The charter, written by people on the autism spectrum, asks organisations to train their staff in autism awareness and make their venues more autism friendly by making small changes, such as introducing clearer signage. Once the charter is signed, they become official members of the Liverpool Autism Champions scheme.
More than twenty organisations across the city have already signed the charter and joined the scheme and more than 600 workers have had autism awareness training including staff at Liverpool John Lennon airport, Liverpool One shopping centre, National Museums Liverpool, Mersey Fire and Rescue Service and Everton FC.
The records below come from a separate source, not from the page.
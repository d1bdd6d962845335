use std::fs;
use std::path::{Path, PathBuf};
use std::time::Instant;

use anyhow::Context;
use clap::{ArgAction, Parser, Subcommand};
use growpack_core::config::{InputConfig, PackerConfig, RenderOptions, SortOrder};
use growpack_core::{Layout, Meta, pack_layout, read_items};
use serde::{Deserialize, Serialize};
use tracing::{info, warn};

#[derive(Parser, Debug)]
#[command(
    name = "growpack",
    about = "Pack a CSV cut list onto a canvas that grows to fit",
    version,
    author
)]
struct Cli {
    #[command(subcommand)]
    command: Commands,
    /// Increase verbosity (-v, -vv)
    #[arg(short, long, action=ArgAction::Count, global=true, help_heading = "Logging")]
    verbose: u8,
    /// Quiet mode (overrides verbose)
    #[arg(
        short,
        long,
        default_value_t = false,
        global = true,
        help_heading = "Logging"
    )]
    quiet: bool,
}

#[derive(Subcommand, Debug)]
enum Commands {
    /// Pack a cut list and write the layout (JSON, optional SVG/PNG)
    Pack(PackArgs),
    /// Pack a cut list and print statistics only
    Stats(PackArgs),
}

#[derive(Parser, Debug, Clone)]
struct PackArgs {
    // Input/Output
    /// Input CSV file: name,width,height,quantity per line
    #[arg(help_heading = "Input/Output")]
    input: PathBuf,
    /// Output directory
    #[arg(short, long, default_value = "out", help_heading = "Input/Output")]
    out_dir: PathBuf,
    /// Layout base name (files will be name.json/.svg/.png)
    #[arg(short, long, default_value = "layout", help_heading = "Input/Output")]
    name: String,
    /// YAML config file path (values override command-line options)
    #[arg(long, help_heading = "Input/Output")]
    config: Option<PathBuf>,

    // Input
    /// Divide raw dimensions by this (100 = centimetres to metres)
    #[arg(long, default_value_t = 100.0, help_heading = "Input")]
    scale: f64,
    /// Multiply scaled dimensions by this
    #[arg(long, default_value_t = 3.0, help_heading = "Input")]
    scale_factor: f64,
    /// Swap width/height so the taller side is the height
    #[arg(long, default_value_t = true, action=ArgAction::Set, help_heading = "Input")]
    orient_tall: bool,
    /// Field delimiter
    #[arg(long, default_value_t = ',', help_heading = "Input")]
    delimiter: char,
    /// Skip the first non-blank line
    #[arg(long, default_value_t = false, help_heading = "Input")]
    skip_header: bool,

    // Layout
    /// Sort order: height_desc|width_desc|area_desc|max_side_desc|name_asc|none|auto
    #[arg(long, default_value = "height_desc", help_heading = "Layout")]
    sort_order: String,
    /// Evaluate auto candidates in parallel (requires core feature `parallel`)
    #[arg(long, default_value_t = false, help_heading = "Layout")]
    parallel: bool,

    // Export
    /// Also write an SVG drawing with labels
    #[arg(long, default_value_t = false, help_heading = "Export")]
    svg: bool,
    /// Also write a PNG preview (no labels)
    #[arg(long, default_value_t = false, help_heading = "Export")]
    png: bool,
    /// Preview resolution in pixels per canvas unit
    #[arg(long, default_value_t = 100.0, help_heading = "Export")]
    px_per_unit: f64,
    /// Label text size in canvas units
    #[arg(long, default_value_t = 0.4, help_heading = "Export")]
    text_size: f64,
    /// Export packing stats (JSON) to this file
    #[arg(long, help_heading = "Export")]
    export_stats: Option<PathBuf>,
    /// Print the merged configuration (after CLI/YAML) and exit
    #[arg(long, default_value_t = false, help_heading = "Export")]
    print_config: bool,
    /// Output format for --print-config: json|yaml
    #[arg(long, default_value = "json", value_parser = ["json", "yaml"], help_heading = "Export")]
    print_config_format: String,
    /// Dry run: compute layout and stats but do not write files
    #[arg(long, default_value_t = false, help_heading = "Export")]
    dry_run: bool,
}

/// Everything a run needs, after merging CLI values with the YAML file.
#[derive(Debug, Clone, Serialize)]
struct RunConfig {
    input: InputConfig,
    packer: PackerConfig,
    render: RenderOptions,
}

fn main() -> anyhow::Result<()> {
    let cli = Cli::parse();
    init_tracing_with_level(cli.quiet, cli.verbose);
    match &cli.command {
        Commands::Pack(args) => run_pack(args),
        Commands::Stats(args) => run_stats(args),
    }
}

fn build_config(cli: &PackArgs) -> anyhow::Result<RunConfig> {
    let base = RunConfig {
        input: InputConfig {
            scale: cli.scale,
            scale_factor: cli.scale_factor,
            orient_tall: cli.orient_tall,
            delimiter: cli.delimiter,
            skip_header: cli.skip_header,
        },
        packer: PackerConfig {
            sort_order: parse_sort_order(&cli.sort_order)?,
            parallel: cli.parallel,
        },
        render: RenderOptions {
            text_size: cli.text_size,
            ..Default::default()
        },
    };
    // Config file values override command-line values field by field
    let cfg = if let Some(path) = &cli.config {
        let file = fs::read_to_string(path)
            .with_context(|| format!("read config {}", path.display()))?;
        let y: YamlConfig = serde_yaml::from_str(&file)
            .with_context(|| format!("parse config {}", path.display()))?;
        y.into_run_config(base)?
    } else {
        base
    };
    cfg.input.validate()?;
    cfg.render.validate()?;
    Ok(cfg)
}

fn pack_input(cli: &PackArgs, cfg: &RunConfig) -> anyhow::Result<Layout> {
    let blocks = read_items(&cli.input, &cfg.input)
        .with_context(|| format!("read input {}", cli.input.display()))?;
    info!(count = blocks.len(), "loaded blocks");
    let start = Instant::now();
    let layout = pack_layout(blocks, cfg.packer.clone())?;
    info!(
        width = layout.width,
        height = layout.height,
        frames = layout.frames.len(),
        elapsed_us = start.elapsed().as_micros() as u64,
        "packed"
    );
    Ok(layout)
}

fn run_pack(cli: &PackArgs) -> anyhow::Result<()> {
    let cfg = build_config(cli)?;

    if cli.print_config {
        match cli.print_config_format.as_str() {
            "yaml" => println!("{}", serde_yaml::to_string(&cfg)?),
            _ => println!("{}", serde_json::to_string_pretty(&cfg)?),
        }
        return Ok(());
    }

    let layout = pack_input(cli, &cfg)?;
    report_unplaced(&layout)?;

    let stats = layout.stats();
    info!(
        occupancy = format!("{:.2}%", stats.occupancy * 100.0),
        growth_events = stats.growth_events,
        "stats"
    );

    if cli.dry_run {
        println!("{}", stats.summary());
        return Ok(());
    }

    fs::create_dir_all(&cli.out_dir)
        .with_context(|| format!("create out_dir {}", cli.out_dir.display()))?;

    let meta = Meta::new(&cfg.packer, &cfg.input);
    let json_path = cli.out_dir.join(format!("{}.json", cli.name));
    let json = serde_json::to_string_pretty(&growpack_core::to_json(&layout, &meta))?;
    fs::write(&json_path, json).with_context(|| format!("write {}", json_path.display()))?;
    info!(?json_path, frames = layout.frames.len(), "layout written");

    if cli.svg {
        let svg_path = cli.out_dir.join(format!("{}.svg", cli.name));
        let doc = growpack_core::render_svg(&layout, &cfg.render);
        growpack_core::save_svg(&svg_path, &doc)
            .with_context(|| format!("write {}", svg_path.display()))?;
        info!(?svg_path, "svg written");
    }

    if cli.png {
        let png_path = cli.out_dir.join(format!("{}.png", cli.name));
        write_preview(&layout, cli.px_per_unit, &png_path)?;
    }

    if let Some(stats_path) = &cli.export_stats {
        let value = growpack_core::stats_to_json(&layout);
        fs::write(stats_path, serde_json::to_string_pretty(&value)?)
            .with_context(|| format!("write {}", stats_path.display()))?;
        info!(?stats_path, "stats exported");
    }
    Ok(())
}

fn run_stats(cli: &PackArgs) -> anyhow::Result<()> {
    let cfg = build_config(cli)?;
    let layout = pack_input(cli, &cfg)?;
    let stats = layout.stats();
    println!("{}", stats.summary());
    println!(
        "used_area={:.4} canvas_area={:.4} waste={:.2}%",
        stats.used_area,
        stats.canvas_area,
        stats.waste_percentage()
    );
    report_unplaced(&layout)
}

// Unplaced blocks fail the whole request.
fn report_unplaced(layout: &Layout) -> anyhow::Result<()> {
    for b in &layout.unplaced {
        warn!(label = %b.label, w = b.w, h = b.h, "unfit block");
    }
    layout.ensure_complete()?;
    Ok(())
}

fn write_preview(layout: &Layout, px_per_unit: f64, path: &Path) -> anyhow::Result<()> {
    let img = growpack_core::render_preview(layout, px_per_unit)?;
    growpack_core::save_preview(path, &img)
        .with_context(|| format!("write {}", path.display()))?;
    info!(png_path = ?path, "preview written");
    Ok(())
}

fn init_tracing_with_level(quiet: bool, verbose: u8) {
    let level = if quiet {
        "error".to_string()
    } else {
        match verbose {
            0 => "info".into(),
            1 => "debug".into(),
            _ => "trace".into(),
        }
    };
    let _ = tracing_subscriber::fmt()
        .with_env_filter(level)
        .with_target(false)
        .try_init();
}

#[derive(Debug, Deserialize, Default)]
struct YamlConfig {
    scale: Option<f64>,
    scale_factor: Option<f64>,
    orient_tall: Option<bool>,
    delimiter: Option<char>,
    skip_header: Option<bool>,
    sort_order: Option<String>,
    parallel: Option<bool>,
    text_size: Option<f64>,
    text_padding_x: Option<f64>,
    text_padding_y: Option<f64>,
    text_angle_deg: Option<f64>,
    stroke_width: Option<f64>,
}

impl YamlConfig {
    fn into_run_config(self, mut cfg: RunConfig) -> anyhow::Result<RunConfig> {
        if let Some(v) = self.scale {
            cfg.input.scale = v;
        }
        if let Some(v) = self.scale_factor {
            cfg.input.scale_factor = v;
        }
        if let Some(v) = self.orient_tall {
            cfg.input.orient_tall = v;
        }
        if let Some(v) = self.delimiter {
            cfg.input.delimiter = v;
        }
        if let Some(v) = self.skip_header {
            cfg.input.skip_header = v;
        }
        if let Some(v) = self.sort_order {
            cfg.packer.sort_order = parse_sort_order(&v)?;
        }
        if let Some(v) = self.parallel {
            cfg.packer.parallel = v;
        }
        if let Some(v) = self.text_size {
            cfg.render.text_size = v;
        }
        if let Some(v) = self.text_padding_x {
            cfg.render.text_padding_x = v;
        }
        if let Some(v) = self.text_padding_y {
            cfg.render.text_padding_y = v;
        }
        if let Some(v) = self.text_angle_deg {
            cfg.render.text_angle_deg = v;
        }
        if let Some(v) = self.stroke_width {
            cfg.render.stroke_width = v;
        }
        Ok(cfg)
    }
}

fn parse_sort_order(s: &str) -> anyhow::Result<SortOrder> {
    s.parse::<SortOrder>()
        .map_err(|_| anyhow::anyhow!("unknown sort order: {}", s))
}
The Liverpool Autism Champions project was launched in April 2016. It’s run by campaigners from Wirral-based charity Autism Together and Liverpool social enterprise Autism Adventures. Working in partnership, the team has delivered more than 1,200 hours of training in its bid to make Liverpool one of the UK’s first autism-friendly cities.
Chief Executive of Autism Together, Robin Bush, said, “It’s a real credit to this city that organisations of all shapes and sizes are supporting our project. In the end it’s all about people and the difference we can make to lives. We’re getting glowing reports from the families we support about their visits to our champions.”
Garry Fortune, general Manager of Malmaison Liverpool, which hosted the ceremony, said, “The team at Mal Liverpool were extremely proud to host the Autism Charter ceremony event and were thrilled to be given the title of Autism Champions. The training we received was so meaningful and delivered with such passion straight from the heart, that my team are still talking about it weeks later. Together I’m sure we can make this wonderful city autism friendly, and we at Malmaison will help and support in any way possible.”
Andrea Nixon, executive director of Tate Liverpool, said, “We’re dedicated to making our venue an inclusive and welcoming space for everyone. We’re delighted to have signed the charter and formalised our commitment as an institution. We’re constantly reviewing our access policy and to date have introduced quiet rooms for families needing down time and ear defenders for those sensitive to noise. We’ve also trained 30 front-of-house staff. Our regular autism-friendly activities have also proven popular, with another one planned for the February half-term.”
Autism Together and Autism Adventures say action is needed as such a significant number of people are on the autism spectrum – one in every hundred or around 700,000 nationally – and many are excluded from their own communities through lack of understanding and support.